• _Exercise data_
________
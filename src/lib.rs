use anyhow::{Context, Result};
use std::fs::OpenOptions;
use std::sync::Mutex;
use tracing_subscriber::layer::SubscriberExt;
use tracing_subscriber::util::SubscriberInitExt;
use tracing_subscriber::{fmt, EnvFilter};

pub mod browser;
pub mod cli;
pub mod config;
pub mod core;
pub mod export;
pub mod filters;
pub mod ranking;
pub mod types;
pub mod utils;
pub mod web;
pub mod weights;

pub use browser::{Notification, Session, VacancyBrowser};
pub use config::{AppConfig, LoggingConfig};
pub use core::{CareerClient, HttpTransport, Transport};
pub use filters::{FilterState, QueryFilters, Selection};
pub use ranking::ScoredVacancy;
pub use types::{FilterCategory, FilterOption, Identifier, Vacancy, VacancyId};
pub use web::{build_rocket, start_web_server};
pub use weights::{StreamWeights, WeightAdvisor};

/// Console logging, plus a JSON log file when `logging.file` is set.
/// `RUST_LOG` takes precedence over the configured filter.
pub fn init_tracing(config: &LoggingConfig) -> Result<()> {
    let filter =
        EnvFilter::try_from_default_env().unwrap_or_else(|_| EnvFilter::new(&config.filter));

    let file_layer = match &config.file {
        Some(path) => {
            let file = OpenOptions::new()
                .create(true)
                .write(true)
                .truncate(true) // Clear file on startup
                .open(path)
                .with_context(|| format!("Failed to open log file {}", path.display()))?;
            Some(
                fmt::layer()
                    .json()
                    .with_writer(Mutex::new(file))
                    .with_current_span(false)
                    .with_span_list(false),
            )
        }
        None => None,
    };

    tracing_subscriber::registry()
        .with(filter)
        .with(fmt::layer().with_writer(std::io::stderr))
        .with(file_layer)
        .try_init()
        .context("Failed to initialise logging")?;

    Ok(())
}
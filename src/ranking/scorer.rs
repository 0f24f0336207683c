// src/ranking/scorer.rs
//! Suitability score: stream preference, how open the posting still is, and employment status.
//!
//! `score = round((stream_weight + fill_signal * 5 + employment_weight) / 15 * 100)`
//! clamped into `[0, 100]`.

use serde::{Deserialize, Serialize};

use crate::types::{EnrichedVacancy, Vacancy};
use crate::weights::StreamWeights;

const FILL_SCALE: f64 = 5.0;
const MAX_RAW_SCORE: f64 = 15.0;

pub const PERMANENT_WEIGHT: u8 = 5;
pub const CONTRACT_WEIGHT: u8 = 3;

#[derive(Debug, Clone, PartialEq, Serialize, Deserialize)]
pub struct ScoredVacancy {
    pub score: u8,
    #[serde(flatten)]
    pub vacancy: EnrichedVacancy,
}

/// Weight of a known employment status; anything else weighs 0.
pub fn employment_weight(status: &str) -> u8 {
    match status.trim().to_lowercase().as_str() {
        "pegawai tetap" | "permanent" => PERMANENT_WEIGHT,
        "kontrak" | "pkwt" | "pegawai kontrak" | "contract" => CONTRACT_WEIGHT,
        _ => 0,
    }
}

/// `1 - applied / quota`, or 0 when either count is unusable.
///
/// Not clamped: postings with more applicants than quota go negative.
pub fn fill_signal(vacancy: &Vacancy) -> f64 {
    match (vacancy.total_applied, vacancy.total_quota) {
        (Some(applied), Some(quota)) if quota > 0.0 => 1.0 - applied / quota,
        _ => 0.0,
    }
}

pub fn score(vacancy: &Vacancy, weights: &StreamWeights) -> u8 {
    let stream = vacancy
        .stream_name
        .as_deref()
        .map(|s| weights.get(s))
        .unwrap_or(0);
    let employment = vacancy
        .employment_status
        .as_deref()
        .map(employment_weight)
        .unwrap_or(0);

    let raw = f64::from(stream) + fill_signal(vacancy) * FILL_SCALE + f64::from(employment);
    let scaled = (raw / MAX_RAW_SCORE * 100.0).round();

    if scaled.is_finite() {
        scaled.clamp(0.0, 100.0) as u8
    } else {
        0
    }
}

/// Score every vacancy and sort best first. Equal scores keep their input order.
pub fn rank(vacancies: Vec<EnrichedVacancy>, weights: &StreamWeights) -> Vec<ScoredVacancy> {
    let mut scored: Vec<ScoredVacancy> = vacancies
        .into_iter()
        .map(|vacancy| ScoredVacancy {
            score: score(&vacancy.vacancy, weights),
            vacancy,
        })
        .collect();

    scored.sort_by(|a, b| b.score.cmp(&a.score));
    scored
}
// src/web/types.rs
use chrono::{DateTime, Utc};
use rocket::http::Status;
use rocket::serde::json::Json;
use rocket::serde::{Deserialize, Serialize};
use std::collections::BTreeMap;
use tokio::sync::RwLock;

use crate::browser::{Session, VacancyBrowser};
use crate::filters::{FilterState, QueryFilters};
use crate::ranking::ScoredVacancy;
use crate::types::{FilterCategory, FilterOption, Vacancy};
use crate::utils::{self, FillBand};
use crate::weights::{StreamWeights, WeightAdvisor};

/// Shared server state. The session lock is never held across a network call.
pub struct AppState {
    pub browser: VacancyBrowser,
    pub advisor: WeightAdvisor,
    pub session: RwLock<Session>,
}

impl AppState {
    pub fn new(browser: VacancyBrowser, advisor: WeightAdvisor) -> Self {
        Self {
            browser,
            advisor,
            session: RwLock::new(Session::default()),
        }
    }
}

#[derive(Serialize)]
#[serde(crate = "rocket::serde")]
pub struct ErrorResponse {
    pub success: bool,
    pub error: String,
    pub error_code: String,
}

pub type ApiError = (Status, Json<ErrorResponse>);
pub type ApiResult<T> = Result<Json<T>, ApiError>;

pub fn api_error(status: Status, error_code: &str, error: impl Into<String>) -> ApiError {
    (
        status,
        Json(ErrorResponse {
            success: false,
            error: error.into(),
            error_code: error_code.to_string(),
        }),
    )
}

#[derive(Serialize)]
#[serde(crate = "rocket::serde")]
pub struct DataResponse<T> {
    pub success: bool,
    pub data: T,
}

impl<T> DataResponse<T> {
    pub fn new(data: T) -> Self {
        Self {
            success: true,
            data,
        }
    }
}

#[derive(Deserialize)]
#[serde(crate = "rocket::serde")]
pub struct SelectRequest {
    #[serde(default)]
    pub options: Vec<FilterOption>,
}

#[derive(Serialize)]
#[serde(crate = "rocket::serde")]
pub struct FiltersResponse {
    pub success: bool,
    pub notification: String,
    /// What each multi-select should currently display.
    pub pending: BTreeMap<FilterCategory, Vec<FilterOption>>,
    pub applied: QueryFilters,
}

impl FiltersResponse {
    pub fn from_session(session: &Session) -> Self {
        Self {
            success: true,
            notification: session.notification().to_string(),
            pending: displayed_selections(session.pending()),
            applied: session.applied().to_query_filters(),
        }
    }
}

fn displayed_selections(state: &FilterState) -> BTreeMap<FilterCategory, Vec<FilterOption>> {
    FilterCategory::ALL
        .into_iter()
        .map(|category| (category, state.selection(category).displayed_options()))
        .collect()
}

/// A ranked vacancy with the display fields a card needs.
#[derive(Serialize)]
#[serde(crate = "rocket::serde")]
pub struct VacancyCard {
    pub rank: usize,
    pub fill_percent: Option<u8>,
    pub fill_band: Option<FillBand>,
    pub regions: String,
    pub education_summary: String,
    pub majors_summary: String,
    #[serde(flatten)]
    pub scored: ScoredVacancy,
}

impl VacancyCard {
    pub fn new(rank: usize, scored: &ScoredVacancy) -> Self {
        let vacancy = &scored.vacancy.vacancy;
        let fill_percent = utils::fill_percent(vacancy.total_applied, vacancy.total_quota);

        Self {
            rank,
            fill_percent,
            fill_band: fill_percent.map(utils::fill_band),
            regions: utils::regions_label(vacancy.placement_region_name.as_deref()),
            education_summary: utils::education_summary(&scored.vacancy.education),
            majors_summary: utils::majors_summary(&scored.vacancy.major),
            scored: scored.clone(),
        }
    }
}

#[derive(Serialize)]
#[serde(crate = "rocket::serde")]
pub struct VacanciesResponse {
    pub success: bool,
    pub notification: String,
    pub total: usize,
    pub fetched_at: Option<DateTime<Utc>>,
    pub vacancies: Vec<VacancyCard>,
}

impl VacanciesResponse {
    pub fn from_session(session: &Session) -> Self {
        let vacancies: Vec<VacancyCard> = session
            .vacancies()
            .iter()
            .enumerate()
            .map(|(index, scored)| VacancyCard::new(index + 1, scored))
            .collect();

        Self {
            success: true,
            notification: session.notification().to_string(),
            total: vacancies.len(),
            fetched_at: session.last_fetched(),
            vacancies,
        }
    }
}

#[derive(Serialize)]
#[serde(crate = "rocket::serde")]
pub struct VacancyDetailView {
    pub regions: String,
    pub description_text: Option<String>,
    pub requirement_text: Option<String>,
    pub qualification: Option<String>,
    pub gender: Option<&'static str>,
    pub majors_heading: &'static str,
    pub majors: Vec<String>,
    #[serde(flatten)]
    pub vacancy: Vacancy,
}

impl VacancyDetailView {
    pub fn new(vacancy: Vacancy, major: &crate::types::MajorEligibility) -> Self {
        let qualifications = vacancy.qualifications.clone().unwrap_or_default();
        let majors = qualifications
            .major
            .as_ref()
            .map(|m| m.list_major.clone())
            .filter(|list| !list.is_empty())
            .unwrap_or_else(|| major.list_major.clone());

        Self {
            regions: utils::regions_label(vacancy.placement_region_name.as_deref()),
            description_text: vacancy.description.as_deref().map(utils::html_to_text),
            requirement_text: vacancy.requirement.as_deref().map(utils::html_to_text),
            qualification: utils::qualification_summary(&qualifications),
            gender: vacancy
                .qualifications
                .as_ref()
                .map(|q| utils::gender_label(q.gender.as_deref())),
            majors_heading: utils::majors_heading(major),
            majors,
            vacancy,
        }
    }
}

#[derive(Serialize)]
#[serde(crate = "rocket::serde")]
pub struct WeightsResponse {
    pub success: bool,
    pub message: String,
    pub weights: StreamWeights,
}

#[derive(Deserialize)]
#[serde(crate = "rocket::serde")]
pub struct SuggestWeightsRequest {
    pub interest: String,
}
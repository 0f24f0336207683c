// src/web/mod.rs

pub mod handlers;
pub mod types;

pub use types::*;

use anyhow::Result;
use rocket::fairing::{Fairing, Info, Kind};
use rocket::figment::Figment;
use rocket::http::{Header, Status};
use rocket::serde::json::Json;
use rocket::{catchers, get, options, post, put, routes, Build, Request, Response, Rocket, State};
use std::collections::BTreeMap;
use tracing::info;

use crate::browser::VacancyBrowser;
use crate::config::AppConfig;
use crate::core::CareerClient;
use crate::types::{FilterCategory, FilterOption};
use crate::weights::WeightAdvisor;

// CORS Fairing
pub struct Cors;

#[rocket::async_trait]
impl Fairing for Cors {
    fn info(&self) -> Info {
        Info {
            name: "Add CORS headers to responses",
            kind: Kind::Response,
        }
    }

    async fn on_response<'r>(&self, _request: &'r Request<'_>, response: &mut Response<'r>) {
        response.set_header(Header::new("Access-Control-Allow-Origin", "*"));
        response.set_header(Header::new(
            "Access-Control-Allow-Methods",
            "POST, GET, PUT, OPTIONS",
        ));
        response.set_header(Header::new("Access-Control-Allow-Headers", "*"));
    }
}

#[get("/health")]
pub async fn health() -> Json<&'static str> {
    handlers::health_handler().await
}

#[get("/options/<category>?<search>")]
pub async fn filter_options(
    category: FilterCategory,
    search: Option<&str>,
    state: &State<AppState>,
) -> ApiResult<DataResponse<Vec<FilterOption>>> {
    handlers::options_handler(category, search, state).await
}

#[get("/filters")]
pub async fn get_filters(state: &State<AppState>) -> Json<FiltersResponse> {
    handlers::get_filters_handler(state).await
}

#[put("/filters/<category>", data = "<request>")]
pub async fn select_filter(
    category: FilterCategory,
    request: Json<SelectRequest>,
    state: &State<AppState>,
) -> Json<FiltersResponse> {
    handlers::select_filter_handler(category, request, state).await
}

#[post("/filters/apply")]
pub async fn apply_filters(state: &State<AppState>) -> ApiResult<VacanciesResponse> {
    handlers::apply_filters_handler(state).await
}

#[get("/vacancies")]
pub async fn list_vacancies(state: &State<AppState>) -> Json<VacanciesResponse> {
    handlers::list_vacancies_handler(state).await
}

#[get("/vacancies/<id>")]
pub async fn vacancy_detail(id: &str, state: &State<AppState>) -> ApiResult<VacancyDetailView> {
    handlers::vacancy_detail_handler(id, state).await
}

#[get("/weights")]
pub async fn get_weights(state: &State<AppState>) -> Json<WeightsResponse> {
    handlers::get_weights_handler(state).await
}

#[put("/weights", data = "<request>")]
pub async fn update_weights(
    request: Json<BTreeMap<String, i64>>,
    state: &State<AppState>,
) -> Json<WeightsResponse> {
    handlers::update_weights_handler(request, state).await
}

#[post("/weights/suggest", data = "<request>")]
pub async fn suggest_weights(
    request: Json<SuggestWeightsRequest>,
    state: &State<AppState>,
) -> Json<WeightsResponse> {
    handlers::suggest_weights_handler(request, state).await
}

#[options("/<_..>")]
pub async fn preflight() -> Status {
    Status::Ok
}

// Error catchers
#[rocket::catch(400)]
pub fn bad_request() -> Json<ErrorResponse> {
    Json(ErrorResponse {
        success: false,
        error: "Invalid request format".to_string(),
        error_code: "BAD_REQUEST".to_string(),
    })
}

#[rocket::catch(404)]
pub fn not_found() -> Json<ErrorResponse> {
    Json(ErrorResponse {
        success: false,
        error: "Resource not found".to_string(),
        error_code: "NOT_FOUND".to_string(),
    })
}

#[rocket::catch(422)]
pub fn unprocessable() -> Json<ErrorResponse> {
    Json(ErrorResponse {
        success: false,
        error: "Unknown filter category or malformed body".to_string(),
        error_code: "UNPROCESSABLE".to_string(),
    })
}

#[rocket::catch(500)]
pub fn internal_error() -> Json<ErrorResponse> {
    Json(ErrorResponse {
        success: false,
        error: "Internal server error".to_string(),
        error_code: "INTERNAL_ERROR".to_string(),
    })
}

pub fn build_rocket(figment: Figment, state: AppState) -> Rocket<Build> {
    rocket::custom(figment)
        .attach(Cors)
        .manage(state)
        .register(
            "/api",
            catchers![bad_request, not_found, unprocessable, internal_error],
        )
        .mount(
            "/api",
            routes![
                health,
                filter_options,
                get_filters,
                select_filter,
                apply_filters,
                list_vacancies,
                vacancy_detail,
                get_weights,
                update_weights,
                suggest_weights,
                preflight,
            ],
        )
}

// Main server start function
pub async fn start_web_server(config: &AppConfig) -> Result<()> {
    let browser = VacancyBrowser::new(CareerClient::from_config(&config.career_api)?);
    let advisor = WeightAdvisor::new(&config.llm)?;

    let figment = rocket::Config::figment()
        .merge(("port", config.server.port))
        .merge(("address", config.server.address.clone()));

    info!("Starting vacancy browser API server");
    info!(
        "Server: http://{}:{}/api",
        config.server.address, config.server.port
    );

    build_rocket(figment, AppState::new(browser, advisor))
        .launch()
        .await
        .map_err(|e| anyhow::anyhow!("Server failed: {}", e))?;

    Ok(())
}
________
• _What the exercise asks_
Using only the data above, copy out the lines that include the word "AppConfig".

• _Response_
pub use config::{AppConfig, LoggingConfig};
use crate::config::AppConfig;
pub async fn start_web_server(config: &AppConfig) -> Result<()> {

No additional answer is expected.